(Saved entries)
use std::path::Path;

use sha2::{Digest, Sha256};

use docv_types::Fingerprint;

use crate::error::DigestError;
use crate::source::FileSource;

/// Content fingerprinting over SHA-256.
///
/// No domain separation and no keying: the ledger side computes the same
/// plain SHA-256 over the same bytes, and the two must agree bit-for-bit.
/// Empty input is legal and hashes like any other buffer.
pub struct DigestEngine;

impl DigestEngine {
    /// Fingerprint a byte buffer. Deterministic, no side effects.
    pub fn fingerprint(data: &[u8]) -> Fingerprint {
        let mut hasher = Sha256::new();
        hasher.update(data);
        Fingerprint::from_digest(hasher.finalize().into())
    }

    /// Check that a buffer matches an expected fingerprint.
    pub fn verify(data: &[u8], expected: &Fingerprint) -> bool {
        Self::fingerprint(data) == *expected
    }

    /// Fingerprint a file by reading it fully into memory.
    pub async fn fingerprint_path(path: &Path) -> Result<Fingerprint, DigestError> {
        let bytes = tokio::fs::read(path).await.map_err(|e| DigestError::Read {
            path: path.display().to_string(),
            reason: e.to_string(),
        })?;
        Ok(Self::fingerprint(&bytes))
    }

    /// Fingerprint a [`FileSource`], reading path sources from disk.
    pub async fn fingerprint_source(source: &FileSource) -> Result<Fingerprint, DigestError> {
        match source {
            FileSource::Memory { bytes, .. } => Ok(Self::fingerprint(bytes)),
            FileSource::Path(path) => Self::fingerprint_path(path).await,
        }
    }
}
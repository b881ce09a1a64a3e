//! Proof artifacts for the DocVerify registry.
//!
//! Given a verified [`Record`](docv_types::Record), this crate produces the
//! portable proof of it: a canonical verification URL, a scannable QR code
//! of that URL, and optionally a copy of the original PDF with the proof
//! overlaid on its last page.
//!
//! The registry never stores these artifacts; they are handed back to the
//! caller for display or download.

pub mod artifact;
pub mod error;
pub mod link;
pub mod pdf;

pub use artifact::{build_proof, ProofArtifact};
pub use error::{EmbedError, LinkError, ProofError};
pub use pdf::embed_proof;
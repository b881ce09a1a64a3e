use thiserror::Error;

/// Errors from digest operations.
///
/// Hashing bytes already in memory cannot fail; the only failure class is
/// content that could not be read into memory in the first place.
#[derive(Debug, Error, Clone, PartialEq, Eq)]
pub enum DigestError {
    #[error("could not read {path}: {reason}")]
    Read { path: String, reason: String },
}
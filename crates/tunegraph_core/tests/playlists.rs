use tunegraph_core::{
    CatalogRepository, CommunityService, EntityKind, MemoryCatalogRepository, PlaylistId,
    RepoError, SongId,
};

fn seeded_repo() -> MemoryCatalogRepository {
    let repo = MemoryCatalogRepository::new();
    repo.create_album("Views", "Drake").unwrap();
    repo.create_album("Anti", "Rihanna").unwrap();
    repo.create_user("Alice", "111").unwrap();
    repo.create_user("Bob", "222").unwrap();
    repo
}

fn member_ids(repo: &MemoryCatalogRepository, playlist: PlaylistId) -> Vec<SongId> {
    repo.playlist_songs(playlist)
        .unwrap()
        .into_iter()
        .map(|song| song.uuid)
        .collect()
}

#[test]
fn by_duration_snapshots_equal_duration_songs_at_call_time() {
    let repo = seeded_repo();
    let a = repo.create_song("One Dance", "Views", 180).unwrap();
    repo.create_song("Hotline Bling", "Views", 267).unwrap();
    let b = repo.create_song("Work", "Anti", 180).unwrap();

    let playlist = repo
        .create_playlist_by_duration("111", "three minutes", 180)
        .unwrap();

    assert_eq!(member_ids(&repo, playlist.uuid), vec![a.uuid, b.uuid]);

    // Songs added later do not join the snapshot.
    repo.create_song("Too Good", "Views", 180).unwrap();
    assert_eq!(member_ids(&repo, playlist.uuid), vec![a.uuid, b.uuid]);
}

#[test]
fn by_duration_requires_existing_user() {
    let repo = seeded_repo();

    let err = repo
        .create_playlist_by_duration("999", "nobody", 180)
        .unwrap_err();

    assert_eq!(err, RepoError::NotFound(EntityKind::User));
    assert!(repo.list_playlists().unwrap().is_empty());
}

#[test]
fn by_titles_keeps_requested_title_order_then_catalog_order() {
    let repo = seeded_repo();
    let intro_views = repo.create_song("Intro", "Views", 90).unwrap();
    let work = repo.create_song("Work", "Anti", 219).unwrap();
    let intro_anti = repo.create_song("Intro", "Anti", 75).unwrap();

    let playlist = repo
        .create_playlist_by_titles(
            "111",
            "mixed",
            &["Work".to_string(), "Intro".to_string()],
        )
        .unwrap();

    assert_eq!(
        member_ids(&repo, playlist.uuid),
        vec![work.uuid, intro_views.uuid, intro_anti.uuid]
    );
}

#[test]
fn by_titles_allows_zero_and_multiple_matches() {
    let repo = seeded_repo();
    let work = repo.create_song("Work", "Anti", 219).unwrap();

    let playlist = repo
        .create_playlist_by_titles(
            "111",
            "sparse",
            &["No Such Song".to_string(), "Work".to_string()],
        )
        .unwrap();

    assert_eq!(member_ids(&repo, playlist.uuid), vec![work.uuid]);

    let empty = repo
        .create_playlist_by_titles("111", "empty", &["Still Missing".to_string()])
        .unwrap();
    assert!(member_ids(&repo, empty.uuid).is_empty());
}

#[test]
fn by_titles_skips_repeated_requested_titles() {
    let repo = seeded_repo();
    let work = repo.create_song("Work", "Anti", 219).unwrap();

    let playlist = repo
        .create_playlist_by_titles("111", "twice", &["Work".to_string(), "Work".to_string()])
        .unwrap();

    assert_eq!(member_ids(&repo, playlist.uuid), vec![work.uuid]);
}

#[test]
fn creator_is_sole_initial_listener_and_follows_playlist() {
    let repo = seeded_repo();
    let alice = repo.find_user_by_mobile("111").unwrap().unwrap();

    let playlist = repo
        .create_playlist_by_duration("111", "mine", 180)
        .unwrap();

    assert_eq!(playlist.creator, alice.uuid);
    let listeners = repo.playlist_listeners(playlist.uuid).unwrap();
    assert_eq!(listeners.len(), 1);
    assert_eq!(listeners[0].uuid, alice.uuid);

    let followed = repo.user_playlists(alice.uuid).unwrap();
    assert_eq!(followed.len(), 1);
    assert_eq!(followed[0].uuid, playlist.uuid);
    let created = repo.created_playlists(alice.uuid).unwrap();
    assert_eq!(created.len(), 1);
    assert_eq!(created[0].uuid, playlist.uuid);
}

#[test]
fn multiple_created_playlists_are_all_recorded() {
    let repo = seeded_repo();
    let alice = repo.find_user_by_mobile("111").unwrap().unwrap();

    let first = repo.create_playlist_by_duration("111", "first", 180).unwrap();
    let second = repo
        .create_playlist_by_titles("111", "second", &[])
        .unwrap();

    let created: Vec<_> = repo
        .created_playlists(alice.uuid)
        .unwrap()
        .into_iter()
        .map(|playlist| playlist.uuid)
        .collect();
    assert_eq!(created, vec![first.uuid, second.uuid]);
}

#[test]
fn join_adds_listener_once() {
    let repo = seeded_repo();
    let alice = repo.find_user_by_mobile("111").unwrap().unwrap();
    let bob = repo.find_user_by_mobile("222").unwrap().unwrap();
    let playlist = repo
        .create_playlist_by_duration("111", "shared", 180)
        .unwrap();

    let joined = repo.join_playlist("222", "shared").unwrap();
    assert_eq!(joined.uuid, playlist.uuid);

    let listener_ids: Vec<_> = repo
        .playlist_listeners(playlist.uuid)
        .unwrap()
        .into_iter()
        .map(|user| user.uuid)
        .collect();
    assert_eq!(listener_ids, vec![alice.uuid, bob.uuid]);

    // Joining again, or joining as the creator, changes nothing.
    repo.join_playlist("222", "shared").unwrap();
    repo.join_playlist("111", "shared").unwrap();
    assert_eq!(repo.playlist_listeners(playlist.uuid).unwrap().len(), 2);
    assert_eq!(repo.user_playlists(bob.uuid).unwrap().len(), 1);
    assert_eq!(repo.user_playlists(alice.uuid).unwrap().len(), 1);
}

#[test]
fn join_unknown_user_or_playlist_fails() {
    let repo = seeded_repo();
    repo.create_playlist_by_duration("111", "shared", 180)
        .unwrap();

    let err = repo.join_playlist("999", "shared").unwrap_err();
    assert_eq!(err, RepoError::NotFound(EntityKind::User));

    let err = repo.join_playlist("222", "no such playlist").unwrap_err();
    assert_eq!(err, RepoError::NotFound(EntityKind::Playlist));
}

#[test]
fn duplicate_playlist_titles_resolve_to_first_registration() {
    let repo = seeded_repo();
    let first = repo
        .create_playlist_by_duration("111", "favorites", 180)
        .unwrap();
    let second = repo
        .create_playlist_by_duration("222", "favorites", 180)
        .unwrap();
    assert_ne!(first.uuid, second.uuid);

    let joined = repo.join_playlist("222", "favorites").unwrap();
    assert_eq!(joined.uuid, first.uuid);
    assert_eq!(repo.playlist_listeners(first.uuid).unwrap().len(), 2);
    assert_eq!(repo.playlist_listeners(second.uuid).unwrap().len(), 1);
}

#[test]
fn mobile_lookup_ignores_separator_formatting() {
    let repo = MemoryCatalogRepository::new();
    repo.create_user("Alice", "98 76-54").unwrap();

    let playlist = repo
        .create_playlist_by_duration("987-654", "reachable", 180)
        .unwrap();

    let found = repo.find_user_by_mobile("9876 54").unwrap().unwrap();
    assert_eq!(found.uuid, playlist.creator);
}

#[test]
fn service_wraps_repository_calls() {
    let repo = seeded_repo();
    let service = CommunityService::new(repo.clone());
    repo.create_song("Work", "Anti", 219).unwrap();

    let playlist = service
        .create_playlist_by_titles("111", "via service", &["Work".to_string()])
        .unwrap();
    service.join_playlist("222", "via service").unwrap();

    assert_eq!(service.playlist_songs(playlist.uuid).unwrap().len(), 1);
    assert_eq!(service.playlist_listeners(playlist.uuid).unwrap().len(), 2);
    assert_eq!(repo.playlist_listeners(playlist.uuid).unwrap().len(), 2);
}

*What this task involves*
Transcribe the entries above word for word, from the first line through the line containing "computes the same", and nothing else.

*Exercise answer*
use std::path::Path;

use sha2::{Digest, Sha256};

use docv_types::Fingerprint;

use crate::error::DigestError;
use crate::source::FileSource;

/// Content fingerprinting over SHA-256.
///
/// No domain separation and no keying: the ledger side computes the same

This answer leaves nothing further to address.